Thermal riflescopes are not interchangeable tools. Each design reflects a specific set of priorities - reach, weight, sensitivity, handling speed - and those priorities were chosen with a particular type of hunt in mind.
Recognising this before buying changes the entire approach. The question shifts from which scope has the best specifications to which scope was designed for the way you actually hunt.
Thermal riflescope types and how hunters typically use them
The table below outlines the main use cases and the real-world characteristics that define each category in practice.
| Hunting situation / Use case | Seen in models like | How hunters typically use it | What stands out in the field |
| Best all-around performance | Thermion 2 LRF XL60 | Scanning open fields and mixed terrain for rapid target detection | High thermal sensitivity, wide field of view, HD-level image quality |
| Mobile hunting, small game |
Trail 3 LRF XR50 | Close- to mid-range detection in varied terrain | Compact and lightweight, long runtime, well- suited for semi- automatic platforms |
| Long-range hunting in open terrain | Thermion 2 LRF XG60 | Predator and varmint control in challenging conditions | Extended detection range, higher base magnification, integrated laser rangefinder |
| All-weather hunting | Thermion 2 LRF XP60 | Night hunting in humid, foggy, or low-contrast environments | Highest thermal sensitivity in its class, wide field of view at low base magnification |
| Mid-range detection and versaility | Trail 3 LRF XQ50 | Scouting, fast scanning, and spot-and-stalk for predator and hog hunting | Versatile compact format, built-in laser rangefinder, reliable in fog and rain |
Conclusion
Thermal riflescopes have enabled hunters to detect and identify game in conditions where traditional optics are simply not useful.
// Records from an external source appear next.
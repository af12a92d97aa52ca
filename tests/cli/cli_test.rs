use assert_cmd::cargo::cargo_bin_cmd;
use serde_json::Value;

fn sift() -> assert_cmd::Command {
    let mut cmd = cargo_bin_cmd!("sift");
    cmd.current_dir(env!("CARGO_MANIFEST_DIR"))
        .env_remove("RUST_LOG")
        .env_remove("SIFT_CONFIG")
        .args(["--config", "demos/sift.toml"]);
    cmd
}

#[test]
fn compile_prints_checked_json() {
    let stdout = sift()
        .args(["compile", "--query-type", "users", "--output", "json", "--check"])
        .args(["--filters", r#"{"role.name": {"$eq": "admin"}}"#])
        .args(["--sort", "name:desc"])
        .assert()
        .success()
        .get_output()
        .stdout
        .clone();
    let json: Value = serde_json::from_slice(&stdout).expect("valid json");
    assert_eq!(json["query_type"], "users");
    assert_eq!(json["dialect"], "postgres");
    assert_eq!(json["joins"], 1);
    assert_eq!(json["distinct"], false);
    let sql = json["sql"].as_str().unwrap_or_default();
    assert!(sql.contains("\"roles_1\".\"name\" = 'admin'"));
    assert!(sql.ends_with("ORDER BY \"users\".\"name\" DESC"));
}

#[test]
fn compile_dialect_override() {
    let stdout = sift()
        .args(["compile", "--query-type", "staff", "--dialect", "tsql", "--check"])
        .args(["--filters", r#"{"manager.name": {"$eq": "Bo"}}"#])
        .args(["--search", "ann"])
        .assert()
        .success()
        .get_output()
        .stdout
        .clone();
    let sql = String::from_utf8(stdout).expect("utf8");
    assert!(sql.starts_with(
        "SELECT\n  [staff].*\nFROM [hr].[staff]\nLEFT OUTER JOIN [hr].[staff] AS [staff_1]"
    ));
    assert!(sql.contains("[staff_1].[name] = 'Bo'"));
    assert!(sql.contains("LOWER([staff].[name]) LIKE LOWER('%ann%') ESCAPE '!'"));
}

#[test]
fn compile_rejection_is_json_on_stderr() {
    let output = sift()
        .args(["compile", "--query-type", "users"])
        .args(["--filters", r#"{"email": {"$eq": "a@b.c"}}"#])
        .assert()
        .failure()
        .get_output()
        .clone();
    assert!(output.stdout.is_empty());
    let json: Value = serde_json::from_slice(&output.stderr).expect("valid json");
    assert_eq!(json["kind"], "policy");
    assert_eq!(json["field"], "email");
    assert_eq!(json["message"], "Field 'email' is not filterable");
}

#[test]
fn compile_unknown_field_is_resolution_rejection() {
    let stderr = sift()
        .args(["compile", "--query-type", "users", "--sort", "nickname"])
        .assert()
        .failure()
        .get_output()
        .stderr
        .clone();
    let json: Value = serde_json::from_slice(&stderr).expect("valid json");
    assert_eq!(json["kind"], "resolution");
    assert_eq!(json["field"], "nickname");
}

#[test]
fn describe_applies_cli_exclusions() {
    let stdout = sift()
        .args(["describe", "--schema", "demos/company.toml", "--entity", "users"])
        .args(["--exclude", "filter:age"])
        .assert()
        .success()
        .get_output()
        .stdout
        .clone();
    let json: Value = serde_json::from_slice(&stdout).expect("valid json");
    let names = |key: &str| -> Vec<String> {
        json[key]
            .as_array()
            .map(|items| {
                items
                    .iter()
                    .filter_map(|item| item.get("name").unwrap_or(item).as_str())
                    .map(str::to_string)
                    .collect()
            })
            .unwrap_or_default()
    };
    assert_eq!(json["entity"], "users");
    assert!(!names("filterable_fields").contains(&"age".to_string()));
    assert!(names("filterable_fields").contains(&"name".to_string()));
    assert!(names("sortable_fields").contains(&"age".to_string()));
}

#[test]
fn describe_needs_a_target() {
    sift().arg("describe").assert().failure();
}

#[test]
fn validate_checks_schema_and_query_types() {
    let stdout = sift()
        .arg("validate")
        .assert()
        .success()
        .get_output()
        .stdout
        .clone();
    assert_eq!(
        String::from_utf8(stdout).expect("utf8").trim(),
        "OK: 4 entities, 3 query types"
    );
}

#[test]
fn validate_reports_missing_schema() {
    sift()
        .args(["validate", "--schema", "demos/missing.toml"])
        .assert()
        .failure();
}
But that capability only translates into results when the scope matches the actual demands of the hunt.
The eight mistakes covered here share a common thread: they all involve evaluating equipment based on what sounds impressive rather than what actually works in the terrain, conditions, and hunting style involved.
By considering these factors before purchasing, hunters avoid the frustration of discovering that their scope underperforms when it matters most. Whether upgrading from an older unit or buying a first thermal riflescope, the right starting point is an honest assessment of how and where you hunt.